**YOUR TASK:** The response should be an exact copy of every record.
** DATA EXCERPTS follows **
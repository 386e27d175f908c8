//! Logging and observability helpers.

pub mod sensitive;

pub use sensitive::{redact_credential, Sensitive};

use std::fs;
use std::path::Path;
use std::time::{Duration, SystemTime};

use tracing_appender::non_blocking::WorkerGuard;
use tracing_appender::rolling::RollingFileAppender;
use tracing_subscriber::fmt::format::FmtSpan;
use tracing_subscriber::EnvFilter;

const LOG_FILE_PREFIX: &str = "assumption-gate.log";
const LOG_RETENTION_DAYS: u64 = 14;
const DEFAULT_FILTER: &str = "assumption_gate=info,assumption_gate_lib=info,sqlx=warn";

/// Installs the global tracing subscriber.
///
/// With a log directory, output goes to a daily-rolling file through a
/// non-blocking writer; the returned guard must be held for the lifetime of
/// the process so buffered lines are flushed on exit. Without one, output
/// goes to stderr.
pub fn init_tracing(log_dir: Option<&Path>, json: bool) -> Option<WorkerGuard> {
    let env_filter =
        EnvFilter::try_from_default_env().unwrap_or_else(|_| EnvFilter::new(DEFAULT_FILTER));

    let guard = match log_dir {
        Some(log_dir) => {
            let _ = fs::create_dir_all(log_dir);

            // 1. Clean up old logs
            if let Err(e) = cleanup_old_logs(log_dir, LOG_RETENTION_DAYS) {
                eprintln!("Failed to clean up old logs: {}", e);
            }

            // 2. Setup file appender
            let file_appender: RollingFileAppender =
                tracing_appender::rolling::daily(log_dir, LOG_FILE_PREFIX);
            let (writer, guard) = tracing_appender::non_blocking(file_appender);

            // 3. Setup subscriber
            let builder = tracing_subscriber::fmt()
                .with_env_filter(env_filter)
                .with_writer(writer)
                .with_thread_ids(true)
                .with_file(true)
                .with_line_number(true)
                .with_ansi(false)
                .with_span_events(FmtSpan::CLOSE);
            let _ = if json {
                builder
                    .json()
                    .with_current_span(true)
                    .with_span_list(true)
                    .try_init()
            } else {
                builder.try_init()
            };
            Some(guard)
        }
        None => {
            let builder = tracing_subscriber::fmt()
                .with_env_filter(env_filter)
                .with_writer(std::io::stderr);
            let _ = if json {
                builder.json().try_init()
            } else {
                builder.try_init()
            };
            None
        }
    };

    // 4. Register panic hook
    let previous_hook = std::panic::take_hook();
    std::panic::set_hook(Box::new(move |panic_info| {
        let payload = panic_info.payload();
        let location = panic_info
            .location()
            .map(|l| format!("{}:{}:{}", l.file(), l.line(), l.column()))
            .unwrap_or_else(|| "unknown".to_string());

        let msg = if let Some(s) = payload.downcast_ref::<&str>() {
            format!("PANIC: {}", s)
        } else if let Some(s) = payload.downcast_ref::<String>() {
            format!("PANIC: {}", s)
        } else {
            "PANIC: unknown cause".to_string()
        };

        tracing::error!(target: "panic", location = %location, message = %msg, "Service panicked");

        previous_hook(panic_info);
    }));

    tracing::info!(log_dir = ?log_dir, "Tracing initialized");
    guard
}

fn is_log_file(path: &Path) -> bool {
    path.file_name()
        .and_then(|name| name.to_str())
        .map(|name| name.starts_with(LOG_FILE_PREFIX))
        .unwrap_or(false)
}

fn cleanup_old_logs(log_dir: &Path, retention_days: u64) -> std::io::Result<usize> {
    let entries = fs::read_dir(log_dir)?;
    let now = SystemTime::now();
    let retention_duration = Duration::from_secs(retention_days * 24 * 60 * 60);
    let mut removed = 0;

    for entry in entries {
        let entry = entry?;
        let path = entry.path();

        if !is_log_file(&path) {
            continue;
        }

        if let Ok(metadata) = fs::metadata(&path) {
            if let Ok(modified) = metadata.modified() {
                if let Ok(age) = now.duration_since(modified) {
                    if age > retention_duration {
                        if let Err(e) = fs::remove_file(&path) {
                            eprintln!("Failed to remove old log file {:?}: {}", path, e);
                        } else {
                            removed += 1;
                        }
                    }
                }
            }
        }
    }
    Ok(removed)
}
** End of DATA EXCERPTS **
**EXERCISE ANSWER:**
repository 386e27d175f908c8
//! Logging and observability helpers.

pub mod sensitive;

pub use sensitive::{redact_credential, Sensitive};

use std::fs;
use std::path::Path;
use std::time::{Duration, SystemTime};

use tracing_appender::non_blocking::WorkerGuard;
use tracing_appender::rolling::RollingFileAppender;
use tracing_subscriber::fmt::format::FmtSpan;
use tracing_subscriber::EnvFilter;

const LOG_FILE_PREFIX: &str = "assumption-gate.log";
const LOG_RETENTION_DAYS: u64 = 14;
const DEFAULT_FILTER: &str = "assumption_gate=info,assumption_gate_lib=info,sqlx=warn";

/// Installs the global tracing subscriber.
///
/// With a log directory, output goes to a daily-rolling file through a
/// non-blocking writer; the returned guard must be held for the lifetime of
/// the process so buffered lines are flushed on exit. Without one, output
/// goes to stderr.
pub fn init_tracing(log_dir: Option<&Path>, json: bool) -> Option<WorkerGuard> {
    let env_filter =
        EnvFilter::try_from_default_env().unwrap_or_else(|_| EnvFilter::new(DEFAULT_FILTER));

    let guard = match log_dir {
        Some(log_dir) => {
            let _ = fs::create_dir_all(log_dir);

            // 1. Clean up old logs
            if let Err(e) = cleanup_old_logs(log_dir, LOG_RETENTION_DAYS) {
                eprintln!("Failed to clean up old logs: {}", e);
            }

            // 2. Setup file appender
            let file_appender: RollingFileAppender =
                tracing_appender::rolling::daily(log_dir, LOG_FILE_PREFIX);
            let (writer, guard) = tracing_appender::non_blocking(file_appender);

            // 3. Setup subscriber
            let builder = tracing_subscriber::fmt()
                .with_env_filter(env_filter)
                .with_writer(writer)
                .with_thread_ids(true)
                .with_file(true)
                .with_line_number(true)
                .with_ansi(false)
                .with_span_events(FmtSpan::CLOSE);
            let _ = if json {
                builder
                    .json()
                    .with_current_span(true)
                    .with_span_list(true)
                    .try_init()
            } else {
                builder.try_init()
            };
            Some(guard)
        }
        None => {
            let builder = tracing_subscriber::fmt()
                .with_env_filter(env_filter)
                .with_writer(std::io::stderr);
            let _ = if json {
                builder.json().try_init()
            } else {
                builder.try_init()
            };
            None
        }
    };

    // 4. Register panic hook
    let previous_hook = std::panic::take_hook();
    std::panic::set_hook(Box::new(move |panic_info| {
        let payload = panic_info.payload();
        let location = panic_info
            .location()
            .map(|l| format!("{}:{}:{}", l.file(), l.line(), l.column()))
            .unwrap_or_else(|| "unknown".to_string());

        let msg = if let Some(s) = payload.downcast_ref::<&str>() {
            format!("PANIC: {}", s)
        } else if let Some(s) = payload.downcast_ref::<String>() {
            format!("PANIC: {}", s)
        } else {
            "PANIC: unknown cause".to_string()
        };

        tracing::error!(target: "panic", location = %location, message = %msg, "Service panicked");

        previous_hook(panic_info);
    }));

    tracing::info!(log_dir = ?log_dir, "Tracing initialized");
    guard
}

fn is_log_file(path: &Path) -> bool {
    path.file_name()
        .and_then(|name| name.to_str())
        .map(|name| name.starts_with(LOG_FILE_PREFIX))
        .unwrap_or(false)
}

fn cleanup_old_logs(log_dir: &Path, retention_days: u64) -> std::io::Result<usize> {
    let entries = fs::read_dir(log_dir)?;
    let now = SystemTime::now();
    let retention_duration = Duration::from_secs(retention_days * 24 * 60 * 60);
    let mut removed = 0;

    for entry in entries {
        let entry = entry?;
        let path = entry.path();

        if !is_log_file(&path) {
            continue;
        }

        if let Ok(metadata) = fs::metadata(&path) {
            if let Ok(modified) = metadata.modified() {
                if let Ok(age) = now.duration_since(modified) {
                    if age > retention_duration {
                        if let Err(e) = fs::remove_file(&path) {
                            eprintln!("Failed to remove old log file {:?}: {}", path, e);
                        } else {
                            removed += 1;
                        }
                    }
                }
            }
        }
    }
    Ok(removed)
}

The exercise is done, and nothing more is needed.